Carlos Montemayor's research focuses on philosophy of mind and cognitive science.. Here he discusses consciousness and motivation, why epistemic agency is continuous with cognitive agency, why knowledge requires the world-directed and selective functions of attention, a virtue reliabilist theory of knowledge, a Ramseyian account of agent based knowledge, the ‘hard problem’, what progress has been made in answering it, the relationship between attention and consciousness, integrated information theory, monistic and transactional theories of memory, implications for AI, quantum physics and consciousness and the counterproductivity of introspection. 

3:16: What made you become a philosopher?

Carlos Montemayor: My path wasn’t a straight line. I grew up in Mexico City and was intrigued as a child by the spiritual issues I was exposed to because my mother’s family was very Catholic. These included the immortality of the soul, free will, moral responsibility, and the omnipresence of God.

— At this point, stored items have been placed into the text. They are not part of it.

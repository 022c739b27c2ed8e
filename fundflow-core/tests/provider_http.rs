//! HTTP providers against a local mock server.

use chrono::NaiveDate;
use fundflow_core::data::{
    CircuitBreaker, DataError, FundDataProvider, ISharesProvider, PriceProvider, SharesProvider,
    YahooEndpoints, YahooProvider,
};
use fundflow_core::TickerConfig;
use httpmock::{Method::GET, MockServer};
use std::sync::Arc;
use std::time::Duration;

const EXPORT_PATH: &str = "/us/products/239681/ishares-msci-south-korea-capped-etf/1467271812596.ajax";

const SNAPSHOT: &str = "\u{feff}iShares MSCI South Korea ETF\n\
Fund Holdings as of,\"Feb 25, 2026\"\n\
Inception Date,\"May 09, 2000\"\n\
Shares Outstanding,\"116,000,000.00\"\n\
\n\
Ticker,Name,Weight (%)\n";

fn ewy() -> TickerConfig {
    TickerConfig::new("EWY").with_ishares("239681", "ishares-msci-south-korea-capped-etf")
}

fn breaker() -> Arc<CircuitBreaker> {
    Arc::new(CircuitBreaker::new(Duration::from_secs(60)))
}

fn yahoo(server: &MockServer, cb: Arc<CircuitBreaker>) -> YahooProvider {
    YahooProvider::with_endpoints(
        YahooEndpoints {
            chart: server.url("/v8/finance/chart"),
            summary: server.url("/v10/finance/quoteSummary"),
            cookie: server.url("/consent"),
            crumb: server.url("/v1/test/getcrumb"),
        },
        cb,
    )
    .unwrap()
    .with_retry(2, Duration::from_millis(1))
}

// ── iShares ──────────────────────────────────────────────────────────

#[test]
fn ishares_latest_snapshot() {
    let server = MockServer::start();
    let mock = server.mock(|when, then| {
        when.method(GET)
            .path(EXPORT_PATH)
            .query_param("fileType", "csv")
            .query_param("fileName", "EWY_holdings")
            .query_param("dataType", "fund");
        then.status(200).body(SNAPSHOT);
    });

    let provider = ISharesProvider::with_base_url(server.base_url(), breaker()).unwrap();
    let snap = provider.fetch_snapshot(&ewy(), None).unwrap();

    mock.assert();
    assert_eq!(snap.as_of, NaiveDate::from_ymd_opt(2026, 2, 25).unwrap());
    assert_eq!(snap.shares_outstanding, 116_000_000);
}

#[test]
fn ishares_historical_request_sends_as_of_date() {
    let server = MockServer::start();
    let mock = server.mock(|when, then| {
        when.method(GET)
            .path(EXPORT_PATH)
            .query_param("asOfDate", "20260225");
        then.status(200).body(SNAPSHOT);
    });

    let provider = ISharesProvider::with_base_url(server.base_url(), breaker()).unwrap();
    let requested = NaiveDate::from_ymd_opt(2026, 2, 25).unwrap();
    let snap = provider.fetch_snapshot(&ewy(), Some(requested)).unwrap();

    mock.assert();
    assert_eq!(snap.as_of, requested);
}

#[test]
fn ishares_unparseable_body_is_snapshot_error() {
    let server = MockServer::start();
    server.mock(|when, then| {
        when.method(GET).path(EXPORT_PATH);
        then.status(200).body("<html>maintenance</html>");
    });

    let provider = ISharesProvider::with_base_url(server.base_url(), breaker()).unwrap();
    let err = provider.fetch_snapshot(&ewy(), None).unwrap_err();
    assert!(err.is_unparseable(), "got {err:?}");
}

#[test]
fn ishares_forbidden_trips_breaker() {
    let server = MockServer::start();
    let mock = server.mock(|when, then| {
        when.method(GET).path(EXPORT_PATH);
        then.status(403);
    });

    let cb = breaker();
    let provider = ISharesProvider::with_base_url(server.base_url(), cb.clone()).unwrap();
    assert!(matches!(
        provider.fetch_snapshot(&ewy(), None),
        Err(DataError::CircuitBreakerTripped)
    ));
    assert!(!provider.is_available());

    // Subsequent calls are refused without touching the network.
    assert!(matches!(
        provider.fetch_snapshot(&ewy(), None),
        Err(DataError::CircuitBreakerTripped)
    ));
    mock.assert_hits(1);
}

#[test]
fn ishares_transient_errors_on_one_fund_leave_the_next_reachable() {
    let server = MockServer::start();
    let ewy_mock = server.mock(|when, then| {
        when.method(GET).path(EXPORT_PATH);
        then.status(503);
    });
    let ewj_mock = server.mock(|when, then| {
        when.method(GET)
            .path("/us/products/239665/ishares-msci-japan-etf/1467271812596.ajax");
        then.status(200).body(SNAPSHOT);
    });

    let cb = Arc::new(CircuitBreaker::default_provider());
    let provider = ISharesProvider::with_base_url(server.base_url(), cb).unwrap();
    for _ in 0..5 {
        assert!(matches!(provider.fetch_snapshot(&ewy(), None), Err(DataError::Other(_))));
    }
    ewy_mock.assert_hits(5);

    assert!(provider.is_available());
    let ewj = TickerConfig::new("EWJ").with_ishares("239665", "ishares-msci-japan-etf");
    let snap = provider.fetch_snapshot(&ewj, None).unwrap();
    assert_eq!(snap.shares_outstanding, 116_000_000);
    ewj_mock.assert();
}

// ── Yahoo chart ──────────────────────────────────────────────────────

const CHART: &str = r#"{"chart":{"result":[{
    "meta":{"currency":"USD","symbol":"EWY","gmtoffset":-18000},
    "timestamp":[1704205800,1704292200,1704378600],
    "indicators":{"quote":[{
        "open":[60.1,60.5,null],"high":[61.0,61.2,null],"low":[59.8,60.0,null],
        "close":[60.7,61.1,null],"volume":[1000,1200,null]}]}}],"error":null}}"#;

#[test]
fn yahoo_chart_fetches_full_history() {
    let server = MockServer::start();
    let mock = server.mock(|when, then| {
        when.method(GET)
            .path("/v8/finance/chart/EWY")
            .query_param("range", "max")
            .query_param("interval", "1d");
        then.status(200)
            .header("content-type", "application/json")
            .body(CHART);
    });

    let result = yahoo(&server, breaker()).fetch_prices("EWY").unwrap();
    mock.assert();

    assert_eq!(result.bars.len(), 2);
    assert_eq!(result.bars[0].date, NaiveDate::from_ymd_opt(2024, 1, 2).unwrap());
    assert_eq!(result.bars[1].close, 61.1);
}

#[test]
fn yahoo_unknown_symbol() {
    let server = MockServer::start();
    server.mock(|when, then| {
        when.method(GET).path("/v8/finance/chart/NOPE");
        then.status(404).body(
            r#"{"chart":{"result":null,"error":{"code":"Not Found","description":"No data found, symbol may be delisted"}}}"#,
        );
    });

    let err = yahoo(&server, breaker()).fetch_prices("NOPE").unwrap_err();
    assert!(matches!(err, DataError::SymbolNotFound { symbol } if symbol == "NOPE"));
}

#[test]
fn yahoo_server_errors_are_retried_then_reported() {
    let server = MockServer::start();
    let mock = server.mock(|when, then| {
        when.method(GET).path("/v8/finance/chart/EWY");
        then.status(502);
    });

    let cb = Arc::new(CircuitBreaker::with_threshold(Duration::from_secs(60), 10));
    let err = yahoo(&server, cb).fetch_prices("EWY").unwrap_err();

    assert!(matches!(err, DataError::Other(_)), "got {err:?}");
    mock.assert_hits(3);
}

// ── Yahoo quoteSummary ───────────────────────────────────────────────

fn mock_auth(server: &MockServer) {
    server.mock(|when, then| {
        when.method(GET).path("/consent");
        then.status(404).header("set-cookie", "A3=session; Path=/");
    });
    server.mock(|when, then| {
        when.method(GET).path("/v1/test/getcrumb");
        then.status(200).body("abc123");
    });
}

#[test]
fn yahoo_profile_reads_summary_modules() {
    let server = MockServer::start();
    mock_auth(&server);
    let mock = server.mock(|when, then| {
        when.method(GET)
            .path("/v10/finance/quoteSummary/EWY")
            .query_param("crumb", "abc123");
        then.status(200).body(
            r#"{"quoteSummary":{"result":[{
                "price":{"longName":"iShares MSCI South Korea ETF","shortName":"EWY","currency":"USD"},
                "summaryDetail":{"totalAssets":{"raw":5123456789.0},"navPrice":{"raw":61.234},"previousClose":{"raw":60.0}},
                "defaultKeyStatistics":{"sharesOutstanding":{"raw":116000000}},
                "fundProfile":{"feesExpensesInvestment":{"annualReportExpenseRatio":{"raw":0.0059}}}
            }],"error":null}}"#,
        );
    });

    let profile = yahoo(&server, breaker()).fetch_profile("EWY").unwrap();
    mock.assert();

    assert_eq!(profile.name.as_deref(), Some("iShares MSCI South Korea ETF"));
    assert_eq!(profile.aum, Some(5_123_456_789.0));
    assert_eq!(profile.nav, Some(61.234));
    assert_eq!(profile.expense_ratio, Some(0.0059));
    assert_eq!(profile.shares_outstanding, Some(116_000_000));
    assert_eq!(profile.currency.as_deref(), Some("USD"));
}

#[test]
fn yahoo_holdings_and_sectors() {
    let server = MockServer::start();
    mock_auth(&server);
    server.mock(|when, then| {
        when.method(GET)
            .path("/v10/finance/quoteSummary/EWY")
            .query_param("modules", "topHoldings");
        then.status(200).body(
            r#"{"quoteSummary":{"result":[{"topHoldings":{
                "holdings":[
                    {"symbol":"005930.KS","holdingName":"Samsung Electronics Co Ltd","holdingPercent":{"raw":0.2212}},
                    {"symbol":"000660.KS","holdingName":"SK Hynix Inc","holdingPercent":{"raw":0.0934}}
                ],
                "sectorWeightings":[{"technology":{"raw":0.38}},{"financial_services":{"raw":0.12}}]
            }}],"error":null}}"#,
        );
    });

    let holdings = yahoo(&server, breaker()).fetch_holdings("EWY").unwrap();
    assert_eq!(holdings.holdings.len(), 2);
    assert_eq!(holdings.holdings[0].symbol, "005930.KS");
    assert_eq!(holdings.holdings[1].weight, 0.0934);
    assert_eq!(holdings.sectors.get("technology"), Some(0.38));
    assert_eq!(holdings.sectors.len(), 2);
    let order: Vec<_> = holdings.sectors.iter().map(|(name, _)| name).collect();
    assert_eq!(order, ["technology", "financial_services"]);
}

By the time I was in high school I had distanced myself from my religious upbringing, which I even resented back then. I enjoyed studying physics and thought of becoming a physicist, but instead I took a J.D. in Law, while also finishing the courses required for a “simultaneous degree” in philosophy, which my University (UNAM) offered. I was only a lawyer for a brief period of time, but I was very lucky to participate in a Constitutional reform project concerning the rights of the Indigenous peoples of Mexico. That project was largely the result of the Zapatista uprising. Those years had a profound impact on me. I translated documents produced abroad for deliberation in the Mexican Senate, met with prisoners in their cells, and encountered politics through the kaleidoscope of Indigenous cultures. These cultures are windows into completely different cosmologies that have their own assumptions about the mind and how it relates to the universe at large. I wanted to learn more philosophy and take my training in philosophy much more seriously. I still have the conviction that a thorough understanding of the human mind is a crucial gateway to the most important topics in philosophy. It is unfortunate that contemporary philosophy of mind is so apolitical and unengaged (although this is starting to change).

The other crucial phase in my philosophical training was studying at Rutgers from 2003 to 2009. I could easily write a few pages about this, but here are the highlights. I took courses with Jerry Fodor, some co-taught with Zenon Pylyshyn (who became my Cognitive Science Certificate advisor and with whom I worked as a lab member for most of my time at Rutgers). I wrote my dissertation under Alvin Goldman on time perception, and had the privilege of talking regularly with Randy Gallistel, a member of my dissertation committee, whose work opened my eyes to the incredible world of animal cognition. I don’t think anything will shape my philosophical outlook as much as those years at Rutgers.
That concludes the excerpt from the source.